• What to work on:
Only the lines below between the ones containing "pub fn is_due_on(&self, today: NaiveDate)" and "Clone, PartialEq, Eq, Default, Serialize, Deserialize)]", inclusive, are to be reproduced, each exactly as it stands.

• Records provided:
──────────────────────────────

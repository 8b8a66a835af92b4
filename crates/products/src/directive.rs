//! Scheduled out-of-stock directive: the per-product (target date, enabled)
//! pair that drives the daily stock sweep.

use chrono::NaiveDate;
use serde::{Deserialize, Serialize};

use stockdate_core::{DomainError, DomainResult, ValueObject};

use crate::sanitize::sanitize_text_field;

const ISO_DATE: &str = "%Y-%m-%d";

/// Target date as entered on the admin form.
///
/// Holds the sanitized text verbatim. Under the permissive input policy this
/// may not be a real calendar date; comparisons are lexical on the ISO form,
/// so a malformed value never panics, it just compares however it compares.
#[derive(Debug, Clone, PartialEq, Eq, Hash, Serialize, Deserialize)]
#[serde(transparent)]
pub struct TargetDate(String);

impl TargetDate {
    /// Wrap already-sanitized text. Empty text and a bare `"0"` both mean
    /// "no target date".
    pub fn new(text: impl Into<String>) -> Option<Self> {
        let text = text.into();
        if text.is_empty() || text == "0" { None } else { Some(Self(text)) }
    }

    pub fn from_date(date: NaiveDate) -> Self {
        Self(date.format(ISO_DATE).to_string())
    }

    pub fn as_str(&self) -> &str {
        &self.0
    }

    /// The calendar date, if the text is a well-formed `YYYY-MM-DD` date.
    pub fn to_naive_date(&self) -> Option<NaiveDate> {
        let date = NaiveDate::parse_from_str(&self.0, ISO_DATE).ok()?;
        // Reject non-padded forms like `2024-1-5`.
        (date.format(ISO_DATE).to_string() == self.0).then_some(date)
    }

    /// `today >= target`, compared lexically on ISO text.
    pub fn is_due_on(&self, today: NaiveDate) -> bool {
        let today = today.format(ISO_DATE).to_string();
        today.as_str() >= self.0.as_str()
    }
}

impl core::fmt::Display for TargetDate {
    fn fmt(&self, f: &mut core::fmt::Formatter<'_>) -> core::fmt::Result {
        f.write_str(&self.0)
    }
}

/// How form input for the target date is validated.
#[derive(Debug, Clone, Copy, PartialEq, Eq, Default, Serialize, Deserialize)]
#[serde(rename_all = "lowercase")]
pub enum DateInputPolicy {
    /// Store the sanitized text as-is, whatever it is.
    #[default]
    Permissive,
    /// Require a `YYYY-MM-DD` calendar date (or nothing).
    Strict,
}

impl DateInputPolicy {
    pub fn parse(s: &str) -> Result<Self, DomainError> {
        match s.trim().to_lowercase().as_str() {
            "permissive" => Ok(DateInputPolicy::Permissive),
            "strict" => Ok(DateInputPolicy::Strict),
            other => Err(DomainError::validation(format!(
                "unknown date input policy: {other:?}"
            ))),
        }
    }

    /// Turn raw form input into a target date.
    ///
    /// A missing field and an empty (after sanitizing) field both mean "no
    /// target date".
    pub fn parse_target_date(&self, raw: Option<&str>) -> DomainResult<Option<TargetDate>> {
        let sanitized = raw.map(sanitize_text_field).unwrap_or_default();
        let Some(target) = TargetDate::new(sanitized) else {
            return Ok(None);
        };

        match self {
            DateInputPolicy::Permissive => Ok(Some(target)),
            DateInputPolicy::Strict => match target.to_naive_date() {
                Some(_) => Ok(Some(target)),
                None => Err(DomainError::validation(format!(
                    "target date must be a YYYY-MM-DD calendar date, got {:?}",
                    target.as_str()
                ))),
            },
        }
    }
}

/// Outcome of evaluating a directive against a calendar day.
#[derive(Debug, Clone, Copy, PartialEq, Eq, Serialize)]
#[serde(rename_all = "snake_case")]
pub enum DirectiveDecision {
    Disabled,
    NoTargetDate,
    NotYetDue,
    Due,
}

/// Scheduled-stock directive for one product.
///
/// The default is disabled with no target date, which is what an admin sees
/// the first time the form is opened.
#[derive(Debug, Clone, PartialEq, Eq, Default, Serialize, Deserialize)]
pub struct StockDirective {
    pub target_date: Option<TargetDate>,
    pub enabled: bool,
}

impl ValueObject for StockDirective {}

impl StockDirective {
    pub fn new(target_date: Option<TargetDate>, enabled: bool) -> Self {
        Self { target_date, enabled }
    }

    pub fn evaluate(&self, today: NaiveDate) -> DirectiveDecision {
        let Some(target) = &self.target_date else {
            return DirectiveDecision::NoTargetDate;
        };
        if !self.enabled {
            return DirectiveDecision::Disabled;
        }
        if target.is_due_on(today) {
            DirectiveDecision::Due
        } else {
            DirectiveDecision::NotYetDue
        }
    }

    pub fn is_due(&self, today: NaiveDate) -> bool {
        self.evaluate(today) == DirectiveDecision::Due
    }
}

──────────────────────────────

• Answer box:
    pub fn is_due_on(&self, today: NaiveDate) -> bool {
        let today = today.format(ISO_DATE).to_string();
        today.as_str() >= self.0.as_str()
    }
}

impl core::fmt::Display for TargetDate {
    fn fmt(&self, f: &mut core::fmt::Formatter<'_>) -> core::fmt::Result {
        f.write_str(&self.0)
    }
}

/// How form input for the target date is validated.
#[derive(Debug, Clone, Copy, PartialEq, Eq, Default, Serialize, Deserialize)]
#[serde(rename_all = "lowercase")]
pub enum DateInputPolicy {
    /// Store the sanitized text as-is, whatever it is.
    #[default]
    Permissive,
    /// Require a `YYYY-MM-DD` calendar date (or nothing).
    Strict,
}

impl DateInputPolicy {
    pub fn parse(s: &str) -> Result<Self, DomainError> {
        match s.trim().to_lowercase().as_str() {
            "permissive" => Ok(DateInputPolicy::Permissive),
            "strict" => Ok(DateInputPolicy::Strict),
            other => Err(DomainError::validation(format!(
                "unknown date input policy: {other:?}"
            ))),
        }
    }

    /// Turn raw form input into a target date.
    ///
    /// A missing field and an empty (after sanitizing) field both mean "no
    /// target date".
    pub fn parse_target_date(&self, raw: Option<&str>) -> DomainResult<Option<TargetDate>> {
        let sanitized = raw.map(sanitize_text_field).unwrap_or_default();
        let Some(target) = TargetDate::new(sanitized) else {
            return Ok(None);
        };

        match self {
            DateInputPolicy::Permissive => Ok(Some(target)),
            DateInputPolicy::Strict => match target.to_naive_date() {
                Some(_) => Ok(Some(target)),
                None => Err(DomainError::validation(format!(
                    "target date must be a YYYY-MM-DD calendar date, got {:?}",
                    target.as_str()
                ))),
            },
        }
    }
}

/// Outcome of evaluating a directive against a calendar day.
#[derive(Debug, Clone, Copy, PartialEq, Eq, Serialize)]
#[serde(rename_all = "snake_case")]
pub enum DirectiveDecision {
    Disabled,
    NoTargetDate,
    NotYetDue,
    Due,
}

/// Scheduled-stock directive for one product.
///
/// The default is disabled with no target date, which is what an admin sees
/// the first time the form is opened.
#[derive(Debug, Clone, PartialEq, Eq, Default, Serialize, Deserialize)]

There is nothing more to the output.